Denn wo ist die Instanz, die einen Ausschuss von kompetenten - und gleichzeitig unbestechlichen - Fachleuten zusammenstellt, die die Höhe der Schäden in Währungseinheit ermitteln kann?
Herzlichst
Jwark
Natürlich ist das Verhalten von VW unananehmbar. Jedoch muss in diesen Zusammenhang auch die Umweltauflagen auf Sinnhaftigkeit überprüft werden. Aktuelles Beispiel ist die Diskussion in Dt bezgl Dieselfahrverbote wegen Stickoxiden. Wenn die 40 Mirkogramm gesundheitschädlich (toxikologische Untersuchnugen fehlen hier!) sind, dann ist die Grenze von 950 Mikrogramm am Arbeitplatz mit wesentlicher höherer Priorität zu diskutieren, da a) um über das 20 fache höher und b) die Leute 8h+ den Stickoxiden ausgesetzt.
Leider sehe ich hier keine Transparente an Bürogebäuden zb V Greenpeace. So bleibt leider ein schaler Beigeschmack.
Beide Grenzwerte sind unvereinbar entweder beide bei 40 Mikrogramm (mit dem fehlenden Nachweis des direkten Zusammenhangs) oder beide bei 950.

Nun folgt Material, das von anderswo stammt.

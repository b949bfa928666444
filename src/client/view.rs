use crate::client::UserApi;
use crate::core::errors::RosterioError;
use crate::core::models::user::{NewUser, User, UserUpdate};

/// Where the cached list stands relative to the server.
#[derive(Clone, Debug, PartialEq, Eq)]
pub enum ViewPhase {
    /// A full fetch is in flight (or none has happened yet).
    Loading,
    /// The cache reflects the last successful fetch plus local echoes.
    Ready,
    /// The last load or a mutation hit an infrastructure fault; carries the
    /// message to display. Cached entries stay visible but may be stale
    /// until the next `load`.
    Failed(String),
}

/// Cached list of user records with a local search filter.
///
/// Mutations go through the server first and the cache is patched from the
/// echoed record, so a successful create/update/delete never triggers a
/// refetch. Only `load` performs a full fetch.
pub struct UserListView<A: UserApi> {
    api: A,
    // Kept in ascending id order, mirroring the server's list order.
    users: Vec<User>,
    search_term: String,
    phase: ViewPhase,
}

impl<A: UserApi> UserListView<A> {
    pub fn new(api: A) -> Self {
        UserListView {
            api,
            users: Vec::new(),
            search_term: String::new(),
            phase: ViewPhase::Loading,
        }
    }

    /// Replaces the cache with a full fetch. On failure the previous entries
    /// stay cached and the phase flips to [`ViewPhase::Failed`]; a later
    /// successful call is what returns the view to `Ready`.
    pub async fn load(&mut self) -> Result<(), RosterioError> {
        self.phase = ViewPhase::Loading;
        match self.api.list_users().await {
            Ok(users) => {
                self.users = users;
                self.phase = ViewPhase::Ready;
                Ok(())
            }
            Err(err) => {
                self.phase = ViewPhase::Failed(err.to_string());
                Err(err)
            }
        }
    }

    /// Creates the record server-side and appends the echoed row locally.
    pub async fn create_user(&mut self, new_user: NewUser) -> Result<User, RosterioError> {
        match self.api.create_user(new_user).await {
            Ok(user) => {
                self.upsert(user.clone());
                Ok(user)
            }
            Err(err) => {
                self.note_failure(&err);
                Err(err)
            }
        }
    }

    /// Replaces the record server-side and patches the echoed row into the
    /// cache. If the server reports the id unknown, the stale local entry is
    /// dropped and the error propagated.
    pub async fn update_user(&mut self, id: i64, fields: UserUpdate) -> Result<User, RosterioError> {
        match self.api.update_user(id, fields).await {
            Ok(user) => {
                self.upsert(user.clone());
                Ok(user)
            }
            Err(RosterioError::UserNotFound(id)) => {
                // Gone server-side; drop the stale cache entry.
                self.users.retain(|u| u.id != id);
                Err(RosterioError::UserNotFound(id))
            }
            Err(err) => {
                self.note_failure(&err);
                Err(err)
            }
        }
    }

    /// Deletes the record server-side and removes it locally. An unknown id
    /// still removes the local entry, since either way the record no longer
    /// exists on the server.
    pub async fn delete_user(&mut self, id: i64) -> Result<(), RosterioError> {
        match self.api.delete_user(id).await {
            Ok(()) => {
                self.users.retain(|u| u.id != id);
                Ok(())
            }
            Err(RosterioError::UserNotFound(id)) => {
                self.users.retain(|u| u.id != id);
                Err(RosterioError::UserNotFound(id))
            }
            Err(err) => {
                self.note_failure(&err);
                Err(err)
            }
        }
    }

    /// Filter applied locally; no request is made.
    pub fn set_search_term(&mut self, term: impl Into<String>) {
        self.search_term = term.into();
    }

    pub fn search_term(&self) -> &str {
        &self.search_term
    }

    /// Cached entries matching the search term, case-insensitively, against
    /// name or email. An empty term matches everything.
    pub fn visible(&self) -> Vec<&User> {
        let term = self.search_term.to_lowercase();
        if term.is_empty() {
            return self.users.iter().collect();
        }
        self.users
            .iter()
            .filter(|u| {
                u.name.to_lowercase().contains(&term) || u.email.to_lowercase().contains(&term)
            })
            .collect()
    }

    /// Every cached entry, unfiltered.
    pub fn all(&self) -> &[User] {
        &self.users
    }

    pub fn phase(&self) -> &ViewPhase {
        &self.phase
    }

    // Ids are assigned monotonically, so the insertion point keeps the
    // cache sorted without a re-sort.
    fn upsert(&mut self, user: User) {
        let at = self.users.partition_point(|u| u.id < user.id);
        if self.users.get(at).map(|u| u.id) == Some(user.id) {
            self.users[at] = user;
        } else {
            self.users.insert(at, user);
        }
    }

    // Infrastructure faults mark the view Failed; rejected input leaves the
    // cache and phase untouched.
    fn note_failure(&mut self, err: &RosterioError) {
        if matches!(
            err,
            RosterioError::TransportError(_) | RosterioError::StorageError(_)
        ) {
            self.phase = ViewPhase::Failed(err.to_string());
        }
    }
}
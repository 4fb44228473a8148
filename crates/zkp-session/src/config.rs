//! Engine configuration

use crate::SessionError;
use serde::{Deserialize, Serialize};
use sha2::{Digest, Sha256};
use std::fs;
use std::path::{Path, PathBuf};
use zkp_core::SetupRandomness;

/// Message length of the base-case circuit, in bytes
pub const DEFAULT_BASE_MESSAGE_LEN: usize = 191;
/// Message length of the chain-case circuit, in bytes
pub const DEFAULT_NORMAL_MESSAGE_LEN: usize = 191;

/// Where keys live and which circuits to boot
#[derive(Debug, Clone, PartialEq, Eq, Serialize, Deserialize)]
#[serde(default, deny_unknown_fields)]
pub struct EngineConfig {
    /// Directory holding key files
    pub key_dir: PathBuf,
    /// File prefix for base-case keys
    pub base_prefix: String,
    /// File prefix for chain-case keys
    pub normal_prefix: String,
    /// Message length of the base-case circuit
    pub base_message_len: usize,
    /// Message length of the chain-case circuit
    pub normal_message_len: usize,
    /// Hex seed for a reproducible, insecure setup. OS entropy when absent.
    pub setup_seed: Option<String>,
}

impl Default for EngineConfig {
    fn default() -> Self {
        Self {
            key_dir: PathBuf::from("."),
            base_prefix: "base_".to_string(),
            normal_prefix: "norm_".to_string(),
            base_message_len: DEFAULT_BASE_MESSAGE_LEN,
            normal_message_len: DEFAULT_NORMAL_MESSAGE_LEN,
            setup_seed: None,
        }
    }
}

impl EngineConfig {
    /// Read and validate a JSON configuration file
    pub fn load(path: &Path) -> Result<Self, SessionError> {
        let text = fs::read_to_string(path).map_err(|e| SessionError::io(path, e))?;
        Self::from_json(&text)
    }

    /// Parse and validate JSON; missing fields take their defaults
    pub fn from_json(json: &str) -> Result<Self, SessionError> {
        let config: Self =
            serde_json::from_str(json).map_err(|e| SessionError::Config(e.to_string()))?;
        config.validate()?;
        Ok(config)
    }

    /// Render as pretty JSON
    pub fn to_json(&self) -> Result<String, SessionError> {
        serde_json::to_string_pretty(self).map_err(|e| SessionError::Config(e.to_string()))
    }

    /// Check lengths, prefixes and seed
    pub fn validate(&self) -> Result<(), SessionError> {
        if self.base_message_len == 0 || self.normal_message_len == 0 {
            return Err(SessionError::Config("message lengths must be positive".to_string()));
        }
        for prefix in [&self.base_prefix, &self.normal_prefix] {
            if prefix.is_empty() || prefix.contains(['/', '\\']) {
                return Err(SessionError::Config(format!("invalid key prefix {prefix:?}")));
            }
        }
        if self.base_prefix == self.normal_prefix {
            return Err(SessionError::Config("key prefixes must differ".to_string()));
        }
        self.seed_bytes()?;
        Ok(())
    }

    /// Randomness for the setup of the circuit stored under `prefix`.
    ///
    /// With a seed, each prefix gets its own seed `SHA-256(seed || prefix)`.
    pub fn setup_randomness(&self, prefix: &str) -> Result<SetupRandomness, SessionError> {
        Ok(match self.seed_bytes()? {
            Some(seed) => {
                let mut hasher = Sha256::new();
                hasher.update(seed);
                hasher.update(prefix.as_bytes());
                SetupRandomness::UntrustedSeed(hasher.finalize().into())
            }
            None => SetupRandomness::System,
        })
    }

    fn seed_bytes(&self) -> Result<Option<[u8; 32]>, SessionError> {
        let Some(seed) = &self.setup_seed else {
            return Ok(None);
        };
        let bytes = hex::decode(seed).map_err(|e| SessionError::Config(format!("setup seed: {e}")))?;
        let seed: [u8; 32] = bytes
            .try_into()
            .map_err(|_| SessionError::Config("setup seed must be 32 bytes of hex".to_string()))?;
        Ok(Some(seed))
    }
}
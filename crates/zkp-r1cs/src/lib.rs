//! R1CS (Rank-1 Constraint System) layer of the zkp proof engine.
//!
//! Constraints have the form `<a, z> * <b, z> = <c, z>` where
//! `z = [1 | public_inputs | private]`. Circuits are written once against
//! the [`Circuit`] trait and frozen into a validated [`CircuitDescriptor`],
//! which setup, proving and verification all share.

#![forbid(unsafe_code)]
#![deny(missing_docs)]

pub mod circuits;
pub mod constraint;
pub mod descriptor;
pub mod gadgets;
pub mod linear_combination;
pub mod system;
pub mod variable;

pub use constraint::Constraint;
pub use descriptor::{CircuitAssignment, CircuitDescriptor, CIRCUIT_ID_BYTES};
pub use linear_combination::LinearCombination;
pub use system::{Circuit, ConstraintSystem};
pub use variable::Variable;
pub use zkp_field;

use zkp_field::FieldError;

/// Errors that can occur in R1CS operations
#[derive(Debug, thiserror::Error)]
pub enum R1CSError {
    /// Variable index out of bounds
    #[error("Variable index {var_index} out of bounds (have {num_vars} variables)")]
    VariableOutOfBounds {
        /// Index of the variable that was out of bounds
        var_index: usize,
        /// Total number of variables available
        num_vars: usize,
    },

    /// Invalid assignment size
    #[error("Invalid assignment size: expected {expected}, got {actual}")]
    InvalidAssignmentSize {
        /// Expected number of variables
        expected: usize,
        /// Actual number of variables provided
        actual: usize,
    },

    /// Invalid public input size
    #[error("Invalid public input size: expected {expected}, got {actual}")]
    InvalidPublicInputSize {
        /// Expected number of public inputs
        expected: usize,
        /// Actual number of public inputs provided
        actual: usize,
    },

    /// Invalid witness size
    #[error("Invalid witness size: expected {expected}, got {actual}")]
    InvalidWitnessSize {
        /// Expected number of private variables
        expected: usize,
        /// Actual number of private variables provided
        actual: usize,
    },

    /// Constraint not satisfied
    #[error("Constraint {constraint_index} not satisfied")]
    UnsatisfiedConstraint {
        /// Index of the constraint that failed
        constraint_index: usize,
    },

    /// Invalid constant variable (should always be 1)
    #[error("Invalid constant variable: should always be 1")]
    InvalidConstantVariable,

    /// A variable was allocated without a value while assigning
    #[error("Missing value for variable {var_index}")]
    MissingAssignment {
        /// Index of the variable lacking a value
        var_index: usize,
    },

    /// The circuit instance carries no public input values
    #[error("Circuit instance has no public input values")]
    MissingPublicInputs,

    /// Circuit has no constraints
    #[error("Circuit has no constraints")]
    EmptyCircuit,

    /// A constraint references a variable that was never allocated
    #[error("Constraint {constraint_index} references unallocated variable {var_index}")]
    DanglingVariable {
        /// Index of the offending constraint
        constraint_index: usize,
        /// Index of the unallocated variable
        var_index: usize,
    },

    /// A constraint over constants only that can never hold
    #[error("Constraint {constraint_index} is constant and unsatisfiable")]
    UnsatisfiableConstraint {
        /// Index of the offending constraint
        constraint_index: usize,
    },

    /// Variable count cannot hold the constant and public inputs
    #[error("{num_variables} variables cannot hold the constant and {num_public_inputs} public inputs")]
    TooFewVariables {
        /// Declared number of variables
        num_variables: usize,
        /// Declared number of public inputs
        num_public_inputs: usize,
    },

    /// Assignment-mode synthesis produced a different shape
    #[error(
        "Synthesized shape ({actual_constraints} constraints, {actual_variables} variables) \
         differs from descriptor ({expected_constraints} constraints, {expected_variables} variables)"
    )]
    ShapeMismatch {
        /// Constraints in the descriptor
        expected_constraints: usize,
        /// Constraints synthesized
        actual_constraints: usize,
        /// Variables in the descriptor
        expected_variables: usize,
        /// Variables synthesized
        actual_variables: usize,
    },

    /// A circuit or gadget parameter is out of range
    #[error("Invalid circuit parameter: {0}")]
    InvalidParameter(String),

    /// Malformed canonical encoding
    #[error("Circuit encoding error: {0}")]
    Encoding(String),

    /// Field operation error
    #[error("Field error: {0}")]
    FieldError(#[from] FieldError),
}

impl R1CSError {
    /// Whether the error describes a malformed circuit rather than bad values
    pub fn is_structural(&self) -> bool {
        matches!(
            self,
            R1CSError::EmptyCircuit
                | R1CSError::DanglingVariable { .. }
                | R1CSError::UnsatisfiableConstraint { .. }
                | R1CSError::TooFewVariables { .. }
                | R1CSError::InvalidParameter(_)
                | R1CSError::Encoding(_)
        )
    }
}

Wahrhaftig postfaktische Zeiten
Diese Autolobby ist an Arroganz mit nichts zu überbieten.Im Jahre 1979 stellte ich den ersten City -E-Shopper für Berlin in der Sendung Telemot mit dem Moderator Herrn Friedrichs im ZDF/SFB vor.Das von mir entworfene E-Muster Auto( 2 Personen und Gepäck)sollte nur für den Stadtbereich die Innenstädte entlasten vom Benzin und -DieselAuto Verkehr.Die einzige Antwort der Herren von VW war," Ja das E-Auto gibt es ja schon seit 1903" meine Antwort darauf <" Dann haben Sie 76 Jahre verschlafen" denn die Zeit ist reif,das war vor --38 -Jahren und bis Heute von der Autolobby bewust nicht weitergebracht,denn ich hatte damals schon die Batterien als Einschub- Schnellwechseleinrichtung konzipiert.Das Auto,als Zweitwagen fuhr ca 140 -.180km mit einer Ladung welche damals ca.1,60-1,90 DM kostete.Kein Wunderwerk der Technik,sondern alles aus Kaufteilen zusammen gebaut.Man hätte also Erfahrungen sammeln können mit einem E-Auto was mich als "Tech.-Bastler " ca.9000DM gekostet hat,aber wenn wir solche Volksvertreter wie Frau Merkel haben ,die noch nach Brüssel fährt um der deutschen Autolobby die Abgasnormenhaben hoch zuhalten und einen auf Neujob hin arbeitenden Verkehrsminister Herrn Dobrindt der ein "Software Update " vereinbart zuläßt welches Meilenweit von der europäischen Norm abweicht,
z.T bis 600%!!!! dann "Gute Nacht Deutschland" Mich wundert nur wie man solche Parteien wählen kann.